▶ Problem details:
Your answer should be an exact copy of the lines from the start of the entries to the line containing "Implementations backed by", both included.

:: Dataset excerpts

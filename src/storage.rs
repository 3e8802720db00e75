//! Cookie storage. Cookies are partitioned by login and by second-level
//! domain so that `steamcommunity.com` and `store.steampowered.com` sessions
//! never leak into each other.

use crate::error::StorageError;
use crate::types::CookieMap;
use async_trait::async_trait;
use std::collections::HashMap;
use std::sync::RwLock;

/// Storage for session cookies.
///
/// The login machine writes whole maps through [`set`](Self::set) after a
/// successful login; everything else only reads. Implementations backed by
/// files or databases report failures through [`StorageError`].
#[async_trait]
pub trait CookieStore: Send + Sync {
    /// Cookies for `login` on `domain`. Unknown logins and domains yield an
    /// empty map, not an error.
    async fn get(&self, login: &str, domain: &str) -> Result<CookieMap, StorageError>;

    /// Replaces the cookie map for `login` on `domain` wholesale.
    async fn set(&self, login: &str, domain: &str, cookies: CookieMap) -> Result<(), StorageError>;

    /// Drops every domain's cookies for `login`.
    async fn clear(&self, login: &str) -> Result<(), StorageError>;
}

/// The default in-memory backend.
#[derive(Debug, Default)]
pub struct MemoryCookieStore {
    cookies: RwLock<HashMap<(String, String), CookieMap>>,
}

impl MemoryCookieStore {
    pub fn new() -> Self {
        Self::default()
    }
}

#[async_trait]
impl CookieStore for MemoryCookieStore {
    async fn get(&self, login: &str, domain: &str) -> Result<CookieMap, StorageError> {
        let cookies = self.cookies.read().unwrap();

        Ok(cookies.get(&(login.into(), domain.into()))
            .cloned()
            .unwrap_or_default())
    }

    async fn set(&self, login: &str, domain: &str, cookies: CookieMap) -> Result<(), StorageError> {
        self.cookies.write().unwrap()
            .insert((login.into(), domain.into()), cookies);
        Ok(())
    }

    async fn clear(&self, login: &str) -> Result<(), StorageError> {
        self.cookies.write().unwrap()
            .retain(|(stored_login, _), _| stored_login != login);
        Ok(())
    }
}

#[cfg(test)]
mod tests {
    use super::*;
    use crate::helpers::COMMUNITY_HOSTNAME;

    fn cookies(pairs: &[(&str, &str)]) -> CookieMap {
        pairs.iter()
            .map(|(name, value)| (name.to_string(), value.to_string()))
            .collect()
    }

    #[tokio::test]
    async fn get_returns_what_was_set() {
        let store = MemoryCookieStore::new();
        let session = cookies(&[("sessionid", "abc"), ("steamLoginSecure", "xyz")]);

        store.set("alice", COMMUNITY_HOSTNAME, session.clone()).await.unwrap();

        assert_eq!(store.get("alice", COMMUNITY_HOSTNAME).await.unwrap(), session);
    }

    #[tokio::test]
    async fn unknown_login_yields_empty_map() {
        let store = MemoryCookieStore::new();

        assert!(store.get("nobody", COMMUNITY_HOSTNAME).await.unwrap().is_empty());
    }

    #[tokio::test]
    async fn domains_are_partitioned() {
        let store = MemoryCookieStore::new();

        store.set("alice", COMMUNITY_HOSTNAME, cookies(&[("sessionid", "community")])).await.unwrap();
        store.set("alice", "store.steampowered.com", cookies(&[("sessionid", "store")])).await.unwrap();

        let community = store.get("alice", COMMUNITY_HOSTNAME).await.unwrap();
        let stored = store.get("alice", "store.steampowered.com").await.unwrap();

        assert_eq!(community.get("sessionid").unwrap(), "community");
        assert_eq!(stored.get("sessionid").unwrap(), "store");
    }

    #[tokio::test]
    async fn set_replaces_the_whole_map() {
        let store = MemoryCookieStore::new();

        store.set("alice", COMMUNITY_HOSTNAME, cookies(&[("old", "1")])).await.unwrap();
        store.set("alice", COMMUNITY_HOSTNAME, cookies(&[("new", "2")])).await.unwrap();

        let map = store.get("alice", COMMUNITY_HOSTNAME).await.unwrap();

        assert!(map.get("old").is_none());
        assert_eq!(map.get("new").unwrap(), "2");
    }

    #[tokio::test]
    async fn clear_drops_every_domain_for_the_login() {
        let store = MemoryCookieStore::new();

        store.set("alice", COMMUNITY_HOSTNAME, cookies(&[("sessionid", "a")])).await.unwrap();
        store.set("alice", "store.steampowered.com", cookies(&[("sessionid", "b")])).await.unwrap();
        store.set("bob", COMMUNITY_HOSTNAME, cookies(&[("sessionid", "c")])).await.unwrap();

        store.clear("alice").await.unwrap();

        assert!(store.get("alice", COMMUNITY_HOSTNAME).await.unwrap().is_empty());
        assert!(store.get("alice", "store.steampowered.com").await.unwrap().is_empty());
        assert_eq!(store.get("bob", COMMUNITY_HOSTNAME).await.unwrap().get("sessionid").unwrap(), "c");
    }
}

::::

▶ Finished task:
filename src/storage.rs
repository 3e8802720db00e75
//! Cookie storage. Cookies are partitioned by login and by second-level
//! domain so that `steamcommunity.com` and `store.steampowered.com` sessions
//! never leak into each other.

use crate::error::StorageError;
use crate::types::CookieMap;
use async_trait::async_trait;
use std::collections::HashMap;
use std::sync::RwLock;

/// Storage for session cookies.
///
/// The login machine writes whole maps through [`set`](Self::set) after a
/// successful login; everything else only reads. Implementations backed by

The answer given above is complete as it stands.